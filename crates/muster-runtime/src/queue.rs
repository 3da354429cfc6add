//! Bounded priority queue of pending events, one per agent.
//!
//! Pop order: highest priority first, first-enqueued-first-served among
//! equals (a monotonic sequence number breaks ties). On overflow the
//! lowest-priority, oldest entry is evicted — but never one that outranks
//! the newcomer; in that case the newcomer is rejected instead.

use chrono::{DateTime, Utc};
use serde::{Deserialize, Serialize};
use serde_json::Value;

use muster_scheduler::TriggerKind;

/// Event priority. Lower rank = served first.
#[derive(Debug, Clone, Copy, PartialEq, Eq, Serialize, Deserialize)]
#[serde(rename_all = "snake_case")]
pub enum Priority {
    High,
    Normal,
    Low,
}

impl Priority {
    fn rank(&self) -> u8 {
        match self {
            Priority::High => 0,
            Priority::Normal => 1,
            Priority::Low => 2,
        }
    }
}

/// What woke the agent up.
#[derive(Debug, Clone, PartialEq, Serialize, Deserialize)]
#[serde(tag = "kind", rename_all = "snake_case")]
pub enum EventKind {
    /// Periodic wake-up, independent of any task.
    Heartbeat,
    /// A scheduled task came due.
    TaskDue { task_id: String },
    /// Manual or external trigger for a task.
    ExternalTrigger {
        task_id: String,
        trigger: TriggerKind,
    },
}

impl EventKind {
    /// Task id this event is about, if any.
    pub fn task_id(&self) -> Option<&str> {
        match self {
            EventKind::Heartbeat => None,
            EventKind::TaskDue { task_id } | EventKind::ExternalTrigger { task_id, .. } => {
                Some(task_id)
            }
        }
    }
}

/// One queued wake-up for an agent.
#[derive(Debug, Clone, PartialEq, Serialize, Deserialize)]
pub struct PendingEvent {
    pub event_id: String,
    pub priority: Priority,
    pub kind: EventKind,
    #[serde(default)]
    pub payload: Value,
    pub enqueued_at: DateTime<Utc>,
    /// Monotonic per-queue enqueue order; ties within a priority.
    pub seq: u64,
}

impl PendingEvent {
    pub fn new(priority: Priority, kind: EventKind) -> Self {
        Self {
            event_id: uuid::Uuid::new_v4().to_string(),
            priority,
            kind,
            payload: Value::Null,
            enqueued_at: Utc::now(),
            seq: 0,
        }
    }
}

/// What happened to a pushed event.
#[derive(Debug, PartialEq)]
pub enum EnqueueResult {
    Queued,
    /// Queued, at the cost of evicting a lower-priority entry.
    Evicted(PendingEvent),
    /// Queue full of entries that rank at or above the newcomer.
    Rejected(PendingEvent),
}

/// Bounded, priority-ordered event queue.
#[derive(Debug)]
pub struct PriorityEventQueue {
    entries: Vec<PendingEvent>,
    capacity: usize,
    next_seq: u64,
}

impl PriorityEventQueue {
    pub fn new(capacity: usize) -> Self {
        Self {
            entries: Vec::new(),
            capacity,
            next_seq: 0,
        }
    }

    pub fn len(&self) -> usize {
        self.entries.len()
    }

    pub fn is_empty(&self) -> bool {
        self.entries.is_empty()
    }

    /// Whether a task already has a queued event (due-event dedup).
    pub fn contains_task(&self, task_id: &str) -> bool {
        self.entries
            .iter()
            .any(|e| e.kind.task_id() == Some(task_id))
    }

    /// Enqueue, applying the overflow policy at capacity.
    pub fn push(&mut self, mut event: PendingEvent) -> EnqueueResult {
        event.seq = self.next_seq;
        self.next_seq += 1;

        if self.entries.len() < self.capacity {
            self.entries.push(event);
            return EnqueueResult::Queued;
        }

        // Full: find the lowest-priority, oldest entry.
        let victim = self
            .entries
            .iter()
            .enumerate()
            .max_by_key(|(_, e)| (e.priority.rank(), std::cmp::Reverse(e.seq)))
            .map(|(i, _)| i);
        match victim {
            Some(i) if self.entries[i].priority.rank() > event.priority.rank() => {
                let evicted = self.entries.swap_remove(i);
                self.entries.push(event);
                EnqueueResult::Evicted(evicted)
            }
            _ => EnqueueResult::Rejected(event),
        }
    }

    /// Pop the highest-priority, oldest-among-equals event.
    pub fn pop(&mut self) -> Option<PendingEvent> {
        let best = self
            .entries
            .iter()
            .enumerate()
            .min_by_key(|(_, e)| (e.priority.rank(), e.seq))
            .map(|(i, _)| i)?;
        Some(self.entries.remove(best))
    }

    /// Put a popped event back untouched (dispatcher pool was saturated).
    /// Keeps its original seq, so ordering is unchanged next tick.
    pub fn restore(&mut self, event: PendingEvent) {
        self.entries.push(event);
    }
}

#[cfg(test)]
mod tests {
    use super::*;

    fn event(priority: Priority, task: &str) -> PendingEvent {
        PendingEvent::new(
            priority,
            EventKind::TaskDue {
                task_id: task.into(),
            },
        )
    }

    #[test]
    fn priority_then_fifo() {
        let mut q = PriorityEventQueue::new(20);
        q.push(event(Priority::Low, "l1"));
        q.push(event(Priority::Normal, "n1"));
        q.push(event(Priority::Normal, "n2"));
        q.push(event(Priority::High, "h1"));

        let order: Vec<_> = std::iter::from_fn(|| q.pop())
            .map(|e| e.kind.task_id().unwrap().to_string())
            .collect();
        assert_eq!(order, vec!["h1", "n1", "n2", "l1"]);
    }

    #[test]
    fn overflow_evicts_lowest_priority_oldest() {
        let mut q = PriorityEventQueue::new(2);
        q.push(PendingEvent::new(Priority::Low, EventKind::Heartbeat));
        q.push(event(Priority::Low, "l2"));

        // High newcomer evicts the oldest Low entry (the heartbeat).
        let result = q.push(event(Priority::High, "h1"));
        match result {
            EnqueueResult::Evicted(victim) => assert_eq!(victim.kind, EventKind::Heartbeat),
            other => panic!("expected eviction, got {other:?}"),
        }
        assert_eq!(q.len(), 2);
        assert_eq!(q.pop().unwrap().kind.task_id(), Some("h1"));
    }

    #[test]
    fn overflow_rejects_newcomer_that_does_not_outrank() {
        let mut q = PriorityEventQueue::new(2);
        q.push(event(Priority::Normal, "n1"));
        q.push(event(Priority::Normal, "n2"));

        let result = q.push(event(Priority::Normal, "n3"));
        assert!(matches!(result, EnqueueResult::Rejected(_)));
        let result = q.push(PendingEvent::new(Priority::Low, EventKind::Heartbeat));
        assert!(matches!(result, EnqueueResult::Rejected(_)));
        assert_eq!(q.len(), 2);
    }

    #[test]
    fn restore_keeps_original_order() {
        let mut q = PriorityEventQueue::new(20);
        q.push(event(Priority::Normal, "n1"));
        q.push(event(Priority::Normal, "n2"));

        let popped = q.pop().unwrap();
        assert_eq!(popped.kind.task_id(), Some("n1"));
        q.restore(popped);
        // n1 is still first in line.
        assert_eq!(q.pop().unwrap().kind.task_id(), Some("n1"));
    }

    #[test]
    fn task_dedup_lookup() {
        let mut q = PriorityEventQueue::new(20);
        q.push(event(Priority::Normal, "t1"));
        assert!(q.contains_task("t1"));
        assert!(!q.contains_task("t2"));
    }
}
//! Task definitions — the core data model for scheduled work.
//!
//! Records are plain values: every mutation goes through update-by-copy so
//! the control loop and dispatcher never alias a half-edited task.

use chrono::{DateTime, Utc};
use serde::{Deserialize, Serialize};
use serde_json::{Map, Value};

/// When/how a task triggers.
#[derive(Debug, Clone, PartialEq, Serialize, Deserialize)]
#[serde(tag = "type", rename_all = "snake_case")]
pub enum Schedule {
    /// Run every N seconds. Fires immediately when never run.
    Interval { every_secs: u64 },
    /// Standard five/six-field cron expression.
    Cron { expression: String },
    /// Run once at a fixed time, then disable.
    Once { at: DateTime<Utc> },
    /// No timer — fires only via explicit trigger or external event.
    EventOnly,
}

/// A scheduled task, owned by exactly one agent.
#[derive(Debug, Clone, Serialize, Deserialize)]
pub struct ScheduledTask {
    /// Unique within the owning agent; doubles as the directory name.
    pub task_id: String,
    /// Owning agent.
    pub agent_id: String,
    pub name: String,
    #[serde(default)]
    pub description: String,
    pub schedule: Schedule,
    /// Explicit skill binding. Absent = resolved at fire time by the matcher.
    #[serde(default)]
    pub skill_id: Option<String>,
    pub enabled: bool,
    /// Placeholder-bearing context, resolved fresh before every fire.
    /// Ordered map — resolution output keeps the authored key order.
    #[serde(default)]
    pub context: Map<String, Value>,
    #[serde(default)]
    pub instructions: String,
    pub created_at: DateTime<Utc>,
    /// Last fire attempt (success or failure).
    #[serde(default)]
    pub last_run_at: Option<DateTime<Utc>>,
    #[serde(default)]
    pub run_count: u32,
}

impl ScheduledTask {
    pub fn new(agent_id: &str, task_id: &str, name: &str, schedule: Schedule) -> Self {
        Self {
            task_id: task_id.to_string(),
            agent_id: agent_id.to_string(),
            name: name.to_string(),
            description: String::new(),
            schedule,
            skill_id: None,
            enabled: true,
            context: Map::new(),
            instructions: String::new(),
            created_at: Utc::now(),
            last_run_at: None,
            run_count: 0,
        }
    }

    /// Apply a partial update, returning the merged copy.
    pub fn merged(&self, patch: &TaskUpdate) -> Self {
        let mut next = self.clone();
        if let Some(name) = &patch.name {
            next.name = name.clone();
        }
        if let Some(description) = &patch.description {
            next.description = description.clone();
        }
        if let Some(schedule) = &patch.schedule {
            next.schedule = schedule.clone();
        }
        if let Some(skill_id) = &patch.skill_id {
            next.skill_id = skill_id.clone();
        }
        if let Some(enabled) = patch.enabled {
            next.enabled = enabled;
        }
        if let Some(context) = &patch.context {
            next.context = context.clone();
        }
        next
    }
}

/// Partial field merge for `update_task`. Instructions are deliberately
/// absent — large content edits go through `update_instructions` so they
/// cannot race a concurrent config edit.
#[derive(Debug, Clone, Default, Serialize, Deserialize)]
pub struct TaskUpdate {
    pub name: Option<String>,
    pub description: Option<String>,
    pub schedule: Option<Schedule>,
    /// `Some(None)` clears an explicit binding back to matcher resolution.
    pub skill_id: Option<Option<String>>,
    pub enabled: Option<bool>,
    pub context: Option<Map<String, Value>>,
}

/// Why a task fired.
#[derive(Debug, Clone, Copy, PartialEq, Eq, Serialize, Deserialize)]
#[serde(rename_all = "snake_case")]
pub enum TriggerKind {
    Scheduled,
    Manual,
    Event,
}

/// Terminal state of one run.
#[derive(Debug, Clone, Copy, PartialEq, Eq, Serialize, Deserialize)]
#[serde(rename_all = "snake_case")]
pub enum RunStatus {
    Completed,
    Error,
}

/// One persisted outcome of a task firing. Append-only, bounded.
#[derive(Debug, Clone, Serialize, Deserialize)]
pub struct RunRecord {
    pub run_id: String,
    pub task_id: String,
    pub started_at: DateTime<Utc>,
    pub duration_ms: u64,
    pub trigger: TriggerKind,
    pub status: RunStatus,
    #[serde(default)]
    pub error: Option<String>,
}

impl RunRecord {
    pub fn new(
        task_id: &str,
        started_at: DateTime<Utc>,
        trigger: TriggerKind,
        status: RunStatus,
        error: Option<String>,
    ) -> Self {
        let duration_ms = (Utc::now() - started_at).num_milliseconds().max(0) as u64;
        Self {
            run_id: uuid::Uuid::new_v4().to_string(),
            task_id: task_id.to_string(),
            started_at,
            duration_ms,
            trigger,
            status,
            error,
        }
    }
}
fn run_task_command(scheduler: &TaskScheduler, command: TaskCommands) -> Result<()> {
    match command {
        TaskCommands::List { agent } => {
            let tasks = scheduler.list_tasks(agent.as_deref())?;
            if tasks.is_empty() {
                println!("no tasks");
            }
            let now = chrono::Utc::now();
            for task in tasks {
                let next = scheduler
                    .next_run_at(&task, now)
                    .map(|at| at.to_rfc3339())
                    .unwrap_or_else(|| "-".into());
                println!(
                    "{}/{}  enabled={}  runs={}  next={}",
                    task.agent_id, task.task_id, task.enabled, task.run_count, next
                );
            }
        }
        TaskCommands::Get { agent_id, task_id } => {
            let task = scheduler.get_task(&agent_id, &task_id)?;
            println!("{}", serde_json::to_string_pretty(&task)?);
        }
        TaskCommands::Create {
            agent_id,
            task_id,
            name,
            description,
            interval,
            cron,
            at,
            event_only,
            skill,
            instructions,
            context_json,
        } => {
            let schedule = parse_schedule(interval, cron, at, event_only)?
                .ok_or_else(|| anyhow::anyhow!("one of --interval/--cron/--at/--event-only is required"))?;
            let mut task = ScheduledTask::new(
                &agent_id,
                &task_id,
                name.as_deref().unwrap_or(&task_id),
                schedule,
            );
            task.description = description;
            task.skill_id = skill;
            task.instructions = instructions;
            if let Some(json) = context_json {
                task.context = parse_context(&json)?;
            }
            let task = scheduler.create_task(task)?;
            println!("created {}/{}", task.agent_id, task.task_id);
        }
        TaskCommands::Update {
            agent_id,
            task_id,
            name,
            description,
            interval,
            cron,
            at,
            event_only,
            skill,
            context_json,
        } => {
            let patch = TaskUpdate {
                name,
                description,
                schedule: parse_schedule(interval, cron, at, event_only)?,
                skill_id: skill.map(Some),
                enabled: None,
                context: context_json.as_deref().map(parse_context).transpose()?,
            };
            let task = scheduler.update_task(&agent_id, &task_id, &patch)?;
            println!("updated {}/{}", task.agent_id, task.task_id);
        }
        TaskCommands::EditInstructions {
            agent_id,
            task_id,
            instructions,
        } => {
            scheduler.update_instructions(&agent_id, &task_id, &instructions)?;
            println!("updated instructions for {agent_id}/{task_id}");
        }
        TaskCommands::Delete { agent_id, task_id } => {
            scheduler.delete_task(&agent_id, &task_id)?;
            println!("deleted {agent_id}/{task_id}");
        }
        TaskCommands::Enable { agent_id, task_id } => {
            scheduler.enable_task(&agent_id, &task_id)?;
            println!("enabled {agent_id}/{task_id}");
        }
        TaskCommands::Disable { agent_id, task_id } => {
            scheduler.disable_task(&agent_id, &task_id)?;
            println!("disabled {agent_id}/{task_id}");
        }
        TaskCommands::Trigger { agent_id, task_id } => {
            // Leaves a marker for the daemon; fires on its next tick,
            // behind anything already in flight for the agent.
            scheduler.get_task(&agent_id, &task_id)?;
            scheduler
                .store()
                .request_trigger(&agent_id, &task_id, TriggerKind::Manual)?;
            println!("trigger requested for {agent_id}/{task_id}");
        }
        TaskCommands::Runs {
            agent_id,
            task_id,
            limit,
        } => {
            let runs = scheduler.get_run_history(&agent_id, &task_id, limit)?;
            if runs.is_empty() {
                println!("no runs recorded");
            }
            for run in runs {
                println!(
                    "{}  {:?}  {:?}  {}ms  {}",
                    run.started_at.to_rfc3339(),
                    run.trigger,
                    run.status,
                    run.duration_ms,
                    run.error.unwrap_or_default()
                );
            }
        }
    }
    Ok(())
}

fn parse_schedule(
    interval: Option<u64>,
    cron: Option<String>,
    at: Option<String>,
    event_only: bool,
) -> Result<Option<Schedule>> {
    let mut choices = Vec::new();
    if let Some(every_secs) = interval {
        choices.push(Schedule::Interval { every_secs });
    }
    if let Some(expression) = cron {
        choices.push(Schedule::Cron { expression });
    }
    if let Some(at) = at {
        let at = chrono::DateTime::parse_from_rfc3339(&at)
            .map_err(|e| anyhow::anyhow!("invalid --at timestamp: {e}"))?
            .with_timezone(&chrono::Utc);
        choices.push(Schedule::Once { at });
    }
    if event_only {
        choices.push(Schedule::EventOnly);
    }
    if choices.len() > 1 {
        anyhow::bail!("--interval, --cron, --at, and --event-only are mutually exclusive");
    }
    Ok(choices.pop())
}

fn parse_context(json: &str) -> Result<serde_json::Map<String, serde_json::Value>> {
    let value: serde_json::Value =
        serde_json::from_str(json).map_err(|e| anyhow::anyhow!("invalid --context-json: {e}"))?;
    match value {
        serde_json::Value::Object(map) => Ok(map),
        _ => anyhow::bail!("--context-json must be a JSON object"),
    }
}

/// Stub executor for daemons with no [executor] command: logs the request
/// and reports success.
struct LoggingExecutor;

[Aim of the task]:
State the number of lines in the preceding data that contain the word "first", and nothing besides.

[The answer]:
3